Data for the task:
- - - - -

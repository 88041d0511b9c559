use super::agent::{AgentId, PackId};
use super::vector::Vec3;
use rkyv::{Archive, Deserialize as RkyvDeserialize, Serialize as RkyvSerialize};
use serde::{Deserialize, Serialize};
use std::collections::HashMap;

#[derive(
    Debug,
    Clone,
    Copy,
    PartialEq,
    Eq,
    Hash,
    Default,
    Serialize,
    Deserialize,
    Archive,
    RkyvSerialize,
    RkyvDeserialize,
)]
#[archive(check_bytes)]
/// Social position inside a pack, derived from the strength ordering.
pub enum Rank {
    Alpha,
    Beta,
    Mid,
    Omega,
    /// Not evaluated yet.
    #[default]
    Unknown,
}

/// Role an agent plays while its pack besieges a settlement.
#[derive(Debug, Clone, Copy, PartialEq, Eq, Hash, Serialize, Deserialize)]
pub enum SiegeRole {
    Commander,
    Scout,
    Guard,
}

#[derive(Debug, Clone, Copy, PartialEq, Eq, Hash, Default, Serialize, Deserialize)]
pub enum HuntingState {
    #[default]
    Idle,
    Searching,
    Waiting,
    Leading,
    Flanking,
    Attacking,
    Resting,
}

impl HuntingState {
    /// States in which the agent is committed to a prey.
    #[must_use]
    pub fn is_pursuing(self) -> bool {
        matches!(
            self,
            HuntingState::Waiting
                | HuntingState::Leading
                | HuntingState::Flanking
                | HuntingState::Attacking
        )
    }

    /// States that run the hunt clock. `Waiting` holds the prey but does not
    /// spend chase time.
    #[must_use]
    pub fn is_chasing(self) -> bool {
        matches!(
            self,
            HuntingState::Leading | HuntingState::Flanking | HuntingState::Attacking
        )
    }
}

/// Small per-agent record the host persists across save/load.
#[derive(
    Debug,
    Clone,
    Copy,
    PartialEq,
    Default,
    Serialize,
    Deserialize,
    Archive,
    RkyvSerialize,
    RkyvDeserialize,
)]
#[archive(check_bytes)]
pub struct PackRecord {
    pub pack_id: Option<PackId>,
    pub territory_center: Option<Vec3>,
    /// Cached only; recomputed at the next evaluation window.
    pub rank: Rank,
    pub alpha_id: Option<AgentId>,
    pub last_rank_tick: u64,
}

/// Every agent's attached record, keyed by agent id.
#[derive(
    Debug, Clone, Default, PartialEq, Serialize, Deserialize, Archive, RkyvSerialize, RkyvDeserialize,
)]
#[archive(check_bytes)]
pub struct RecordBook {
    pub tick: u64,
    pub records: HashMap<AgentId, PackRecord>,
}

impl RecordBook {
    #[must_use]
    pub fn new(tick: u64) -> Self {
        Self {
            tick,
            records: HashMap::new(),
        }
    }

    #[must_use]
    pub fn get(&self, id: &AgentId) -> Option<&PackRecord> {
        self.records.get(id)
    }

    pub fn insert(&mut self, id: AgentId, record: PackRecord) {
        self.records.insert(id, record);
    }

    #[must_use]
    pub fn len(&self) -> usize {
        self.records.len()
    }

    #[must_use]
    pub fn is_empty(&self) -> bool {
        self.records.is_empty()
    }
}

- - - - -

What you have to do: Word for word, please return the lines from the one containing "pub fn is_chasing(self)" through the end of the listing, both ends included, and nothing else.

Solution for this problem:
    pub fn is_chasing(self) -> bool {
        matches!(
            self,
            HuntingState::Leading | HuntingState::Flanking | HuntingState::Attacking
        )
    }
}

/// Small per-agent record the host persists across save/load.
#[derive(
    Debug,
    Clone,
    Copy,
    PartialEq,
    Default,
    Serialize,
    Deserialize,
    Archive,
    RkyvSerialize,
    RkyvDeserialize,
)]
#[archive(check_bytes)]
pub struct PackRecord {
    pub pack_id: Option<PackId>,
    pub territory_center: Option<Vec3>,
    /// Cached only; recomputed at the next evaluation window.
    pub rank: Rank,
    pub alpha_id: Option<AgentId>,
    pub last_rank_tick: u64,
}

/// Every agent's attached record, keyed by agent id.
#[derive(
    Debug, Clone, Default, PartialEq, Serialize, Deserialize, Archive, RkyvSerialize, RkyvDeserialize,
)]
#[archive(check_bytes)]
pub struct RecordBook {
    pub tick: u64,
    pub records: HashMap<AgentId, PackRecord>,
}

impl RecordBook {
    #[must_use]
    pub fn new(tick: u64) -> Self {
        Self {
            tick,
            records: HashMap::new(),
        }
    }

    #[must_use]
    pub fn get(&self, id: &AgentId) -> Option<&PackRecord> {
        self.records.get(id)
    }

    pub fn insert(&mut self, id: AgentId, record: PackRecord) {
        self.records.insert(id, record);
    }

    #[must_use]
    pub fn len(&self) -> usize {
        self.records.len()
    }

    #[must_use]
    pub fn is_empty(&self) -> bool {
        self.records.is_empty()
    }
}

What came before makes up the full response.